→ Excerpted records
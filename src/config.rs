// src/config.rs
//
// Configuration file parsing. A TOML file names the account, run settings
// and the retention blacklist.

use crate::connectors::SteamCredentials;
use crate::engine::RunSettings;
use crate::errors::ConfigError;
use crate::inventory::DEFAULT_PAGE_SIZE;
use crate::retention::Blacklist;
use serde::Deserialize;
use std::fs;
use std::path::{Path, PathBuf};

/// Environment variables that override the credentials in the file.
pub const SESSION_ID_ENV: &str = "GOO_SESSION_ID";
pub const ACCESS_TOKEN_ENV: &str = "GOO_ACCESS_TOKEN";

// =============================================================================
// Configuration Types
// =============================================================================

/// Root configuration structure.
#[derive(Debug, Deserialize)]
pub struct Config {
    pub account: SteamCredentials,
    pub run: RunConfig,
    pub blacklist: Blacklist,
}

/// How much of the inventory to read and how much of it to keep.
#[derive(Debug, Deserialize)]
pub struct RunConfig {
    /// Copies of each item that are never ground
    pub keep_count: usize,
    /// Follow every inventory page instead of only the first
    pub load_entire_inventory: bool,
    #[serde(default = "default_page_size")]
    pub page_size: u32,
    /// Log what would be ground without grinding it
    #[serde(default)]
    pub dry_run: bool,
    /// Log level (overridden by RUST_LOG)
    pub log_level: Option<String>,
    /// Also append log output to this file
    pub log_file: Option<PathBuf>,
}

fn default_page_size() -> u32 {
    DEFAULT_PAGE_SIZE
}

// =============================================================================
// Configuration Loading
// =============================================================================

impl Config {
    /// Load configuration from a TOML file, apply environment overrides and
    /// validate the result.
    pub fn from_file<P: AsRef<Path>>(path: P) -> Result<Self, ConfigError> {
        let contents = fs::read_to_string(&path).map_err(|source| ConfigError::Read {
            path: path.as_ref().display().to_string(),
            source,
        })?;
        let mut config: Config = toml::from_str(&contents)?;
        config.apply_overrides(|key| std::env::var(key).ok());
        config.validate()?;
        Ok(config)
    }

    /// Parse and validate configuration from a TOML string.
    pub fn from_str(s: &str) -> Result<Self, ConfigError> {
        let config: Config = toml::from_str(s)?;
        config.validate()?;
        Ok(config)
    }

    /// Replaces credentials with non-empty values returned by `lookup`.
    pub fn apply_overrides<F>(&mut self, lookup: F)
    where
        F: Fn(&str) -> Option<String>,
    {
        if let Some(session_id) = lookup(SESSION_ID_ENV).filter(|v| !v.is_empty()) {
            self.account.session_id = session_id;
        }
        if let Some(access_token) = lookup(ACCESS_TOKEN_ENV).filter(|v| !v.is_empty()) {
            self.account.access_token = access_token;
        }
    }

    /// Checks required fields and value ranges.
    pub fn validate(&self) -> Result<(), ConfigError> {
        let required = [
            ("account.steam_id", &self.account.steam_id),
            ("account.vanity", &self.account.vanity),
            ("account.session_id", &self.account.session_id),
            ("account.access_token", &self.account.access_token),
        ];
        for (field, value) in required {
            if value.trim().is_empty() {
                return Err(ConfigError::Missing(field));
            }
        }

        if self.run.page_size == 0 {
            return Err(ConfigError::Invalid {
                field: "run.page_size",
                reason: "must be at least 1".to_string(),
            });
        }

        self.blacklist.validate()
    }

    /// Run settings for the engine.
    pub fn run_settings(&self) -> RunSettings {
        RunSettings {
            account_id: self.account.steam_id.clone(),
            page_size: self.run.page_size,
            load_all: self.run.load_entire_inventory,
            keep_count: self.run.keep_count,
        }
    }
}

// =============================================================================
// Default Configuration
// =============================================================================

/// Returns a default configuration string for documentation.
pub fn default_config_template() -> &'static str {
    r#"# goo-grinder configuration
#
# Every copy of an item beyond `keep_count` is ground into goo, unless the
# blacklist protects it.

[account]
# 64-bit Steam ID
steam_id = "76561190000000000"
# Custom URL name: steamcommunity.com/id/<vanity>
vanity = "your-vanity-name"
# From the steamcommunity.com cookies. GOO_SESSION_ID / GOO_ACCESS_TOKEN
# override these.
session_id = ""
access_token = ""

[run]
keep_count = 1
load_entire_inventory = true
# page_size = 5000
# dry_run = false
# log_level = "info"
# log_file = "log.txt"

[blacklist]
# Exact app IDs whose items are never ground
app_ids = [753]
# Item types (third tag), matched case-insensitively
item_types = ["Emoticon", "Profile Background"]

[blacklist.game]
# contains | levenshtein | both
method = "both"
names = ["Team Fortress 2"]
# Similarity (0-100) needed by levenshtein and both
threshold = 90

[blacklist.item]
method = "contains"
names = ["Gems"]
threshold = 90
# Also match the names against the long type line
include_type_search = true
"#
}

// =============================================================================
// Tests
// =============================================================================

* * *

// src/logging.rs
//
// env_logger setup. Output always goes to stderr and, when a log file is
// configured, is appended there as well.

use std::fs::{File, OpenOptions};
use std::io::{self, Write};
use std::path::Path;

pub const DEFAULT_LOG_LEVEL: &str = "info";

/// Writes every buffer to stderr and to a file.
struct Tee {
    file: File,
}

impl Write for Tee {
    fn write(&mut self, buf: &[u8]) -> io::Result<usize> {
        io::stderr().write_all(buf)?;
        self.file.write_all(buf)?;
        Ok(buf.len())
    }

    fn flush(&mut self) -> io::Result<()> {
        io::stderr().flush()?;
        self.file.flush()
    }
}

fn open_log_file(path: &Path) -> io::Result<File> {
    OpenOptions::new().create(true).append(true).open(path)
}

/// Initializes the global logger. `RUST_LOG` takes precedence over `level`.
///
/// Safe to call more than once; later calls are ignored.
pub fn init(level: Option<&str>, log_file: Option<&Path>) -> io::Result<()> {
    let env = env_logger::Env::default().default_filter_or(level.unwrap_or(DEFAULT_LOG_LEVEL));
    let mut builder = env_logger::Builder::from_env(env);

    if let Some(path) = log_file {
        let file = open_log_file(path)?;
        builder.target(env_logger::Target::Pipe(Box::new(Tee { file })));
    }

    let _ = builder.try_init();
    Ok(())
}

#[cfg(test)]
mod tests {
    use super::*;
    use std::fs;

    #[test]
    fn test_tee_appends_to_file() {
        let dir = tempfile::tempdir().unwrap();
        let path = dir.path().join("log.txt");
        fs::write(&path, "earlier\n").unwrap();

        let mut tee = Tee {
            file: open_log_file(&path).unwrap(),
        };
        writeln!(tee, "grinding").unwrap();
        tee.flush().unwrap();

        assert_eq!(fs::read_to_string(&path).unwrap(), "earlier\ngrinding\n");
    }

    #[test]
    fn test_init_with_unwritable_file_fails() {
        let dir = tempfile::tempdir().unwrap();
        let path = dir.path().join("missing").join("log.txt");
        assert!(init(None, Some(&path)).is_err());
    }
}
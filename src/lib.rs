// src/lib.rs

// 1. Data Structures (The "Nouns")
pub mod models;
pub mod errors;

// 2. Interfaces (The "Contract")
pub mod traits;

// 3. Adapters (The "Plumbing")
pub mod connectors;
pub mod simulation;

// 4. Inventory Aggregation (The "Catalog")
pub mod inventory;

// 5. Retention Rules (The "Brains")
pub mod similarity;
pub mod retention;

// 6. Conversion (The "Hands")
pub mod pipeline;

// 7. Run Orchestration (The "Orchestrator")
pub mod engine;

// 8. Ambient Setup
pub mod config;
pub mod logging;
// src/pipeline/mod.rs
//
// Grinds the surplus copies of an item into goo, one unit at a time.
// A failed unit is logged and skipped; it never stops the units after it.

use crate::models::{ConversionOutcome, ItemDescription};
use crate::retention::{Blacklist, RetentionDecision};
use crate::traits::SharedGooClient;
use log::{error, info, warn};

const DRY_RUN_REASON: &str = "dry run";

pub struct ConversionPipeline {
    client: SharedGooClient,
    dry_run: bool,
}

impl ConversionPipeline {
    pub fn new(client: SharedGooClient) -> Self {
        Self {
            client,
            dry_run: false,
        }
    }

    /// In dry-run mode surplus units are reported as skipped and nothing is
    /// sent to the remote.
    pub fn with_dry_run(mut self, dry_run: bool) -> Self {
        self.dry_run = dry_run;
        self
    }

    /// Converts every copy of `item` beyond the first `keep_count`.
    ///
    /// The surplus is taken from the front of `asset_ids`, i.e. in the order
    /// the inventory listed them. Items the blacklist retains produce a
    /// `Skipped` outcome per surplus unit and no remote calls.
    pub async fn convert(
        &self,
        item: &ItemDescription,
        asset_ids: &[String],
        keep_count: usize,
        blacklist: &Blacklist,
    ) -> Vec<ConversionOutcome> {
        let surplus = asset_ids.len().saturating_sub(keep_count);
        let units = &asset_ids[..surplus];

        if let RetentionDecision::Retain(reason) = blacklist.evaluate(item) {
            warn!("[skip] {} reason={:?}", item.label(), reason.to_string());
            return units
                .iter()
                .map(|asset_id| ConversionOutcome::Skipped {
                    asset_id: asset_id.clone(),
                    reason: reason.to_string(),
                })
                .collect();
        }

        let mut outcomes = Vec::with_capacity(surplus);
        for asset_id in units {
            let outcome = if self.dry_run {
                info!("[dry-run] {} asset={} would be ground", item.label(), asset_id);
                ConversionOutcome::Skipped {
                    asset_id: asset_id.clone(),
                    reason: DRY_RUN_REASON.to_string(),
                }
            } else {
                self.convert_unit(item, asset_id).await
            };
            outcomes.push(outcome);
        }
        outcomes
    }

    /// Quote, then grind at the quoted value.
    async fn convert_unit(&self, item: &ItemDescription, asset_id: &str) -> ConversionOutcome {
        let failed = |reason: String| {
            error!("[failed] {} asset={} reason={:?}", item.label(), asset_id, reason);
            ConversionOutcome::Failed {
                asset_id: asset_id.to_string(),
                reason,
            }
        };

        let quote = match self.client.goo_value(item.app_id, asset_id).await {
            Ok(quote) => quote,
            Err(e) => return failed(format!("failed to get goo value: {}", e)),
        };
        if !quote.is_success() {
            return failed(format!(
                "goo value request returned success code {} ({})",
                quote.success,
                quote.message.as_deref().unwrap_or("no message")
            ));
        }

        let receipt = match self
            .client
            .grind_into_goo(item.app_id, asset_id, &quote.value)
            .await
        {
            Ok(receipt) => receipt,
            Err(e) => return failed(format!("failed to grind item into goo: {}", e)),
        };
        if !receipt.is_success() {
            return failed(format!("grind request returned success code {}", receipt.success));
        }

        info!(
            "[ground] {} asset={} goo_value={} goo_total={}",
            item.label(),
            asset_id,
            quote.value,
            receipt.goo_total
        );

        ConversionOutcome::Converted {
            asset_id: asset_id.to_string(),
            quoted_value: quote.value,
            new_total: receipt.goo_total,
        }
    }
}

→ Work task
Track down all lines above with the string "contents" and copy them.

→ Your solution
        let contents = fs::read_to_string(&path).map_err(|source| ConfigError::Read {
        let mut config: Config = toml::from_str(&contents)?;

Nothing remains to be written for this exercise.